Thinking of these social networks as databases or platforms is a BAD IDEA – much like the way campaigns consider email lists and voter files as one large blast mechanism with a percentage of response that has a projected average take, social networks could be perceived as another form of communication that can be broadcast to in an “effective” (read: cost- and time-saving) manner.

But, as many people have discovered when marketing in MySpace or on YouTube, the “social” aspect of social networks is key. If success in blogs is dependent upon two-way interaction, success in social networks is even more so. Consider that by entering into a social network, you are leveraging the trust of your connection, to reach out to another. If the relationship is not formed in the social structure that exists within the space, ham-handed actions will quickly alienate the candidate from within.

Campaigns will try, make hay in the press, but little else
Consider the goals of a campaign: raise money, raise awareness, raise lots of money, and then get the voter to the polls (and potentially convince the other side’s supporters not to go). So, put yourself in the shoes of the campaign management – the challenge is: with these priorities, does a social network provide the return that the other tried and true methods do? Does conventional wisdom agree that this is possible?

Is the concept ahead of the curve?

Hillary has already begun with her recent hiring of Peter Daou as “blog advisor”, Warner has Jerome Armstrong and now Kerry is seeking an Online Communications Director, will this be simply a channel for the Communications team to use for broadcasting or shaping the response – or will it become the conduit for coordination between the pieces of the fragmented world of the Internet – building the “virtual precinct captains” we once discussed for KerryNet? To be successful, this will require staff resources and management of large virtual teams. Will a campaign allow this to happen? Unfortunately, I think not – in this cycle.

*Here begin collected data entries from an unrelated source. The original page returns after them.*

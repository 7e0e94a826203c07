use crate::{BlackjackError, BlackjackResult, CardCount};

/// A bet-sizing policy. Returns the bet in units for the next round, zero to
/// sit it out.
pub trait Better: Send {
    fn get_bet(&mut self, cards_seen: &CardCount, number_of_decks: u8) -> BlackjackResult<u32> {
        let _ = (cards_seen, number_of_decks);
        Err(BlackjackError::NotImplemented("get_bet"))
    }
}

#[derive(Debug, Clone, Copy, Default)]
pub struct BaseBetter;

impl Better for BaseBetter {}

/// Bets the same amount every round.
#[derive(Debug, Clone, Copy)]
pub struct FlatBetter {
    pub units: u32,
}

impl Default for FlatBetter {
    fn default() -> Self {
        Self { units: 1 }
    }
}

impl Better for FlatBetter {
    fn get_bet(&mut self, _: &CardCount, _: u8) -> BlackjackResult<u32> {
        Ok(self.units)
    }
}

/// Bets in proportion to the Hi-Lo true count once it reaches `ramp_start`,
/// between `min_bet` and `max_bet`. With `wong_out_below` set, rounds below
/// that true count are sat out.
#[derive(Debug, Clone, Copy)]
pub struct CountRampBetter {
    pub units_per_count: f64,
    pub min_bet: u32,
    pub max_bet: u32,
    pub ramp_start: f64,
    pub wong_out_below: Option<f64>,
}

pub const DEFAULT_WONG_OUT_BELOW: f64 = -1.0;

impl CountRampBetter {
    /// A 1 to 15 spread at three units per true count.
    pub fn card_count() -> Self {
        Self {
            units_per_count: 3.0,
            min_bet: 1,
            max_bet: 15,
            ramp_start: 1.0,
            wong_out_below: None,
        }
    }

    pub fn wonging(threshold: f64) -> Self {
        Self {
            wong_out_below: Some(threshold),
            ..Self::card_count()
        }
    }

    pub fn bet_for(&self, true_count: f64) -> u32 {
        if let Some(threshold) = self.wong_out_below {
            if true_count < threshold {
                return 0;
            }
        }
        if true_count >= self.ramp_start {
            let units = (true_count * self.units_per_count).floor().max(0.0) as u32;
            units.clamp(self.min_bet, self.max_bet)
        } else {
            self.min_bet
        }
    }
}

impl Default for CountRampBetter {
    fn default() -> Self {
        Self::card_count()
    }
}

impl Better for CountRampBetter {
    fn get_bet(&mut self, cards_seen: &CardCount, number_of_decks: u8) -> BlackjackResult<u32> {
        Ok(self.bet_for(cards_seen.hilo_true_count(number_of_decks)))
    }
}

One last minor anecdote – I always wanted to recruit a field person into the role of Internet Volunteer Coordinator, simply because they understood the need for coordinating large groups of people for a particular activity, and the Internet would just be a different “space” and channel for communicating with the supporters. At the Deutsch Campaign, I almost recruited one – but at the last minute, he decided to take a “real” field role in a northern state. But my experience in both Deutsch and Kerry field operations were incredibly instructive. Erin Hofteig played that role at one point, and I look forward to learning about others.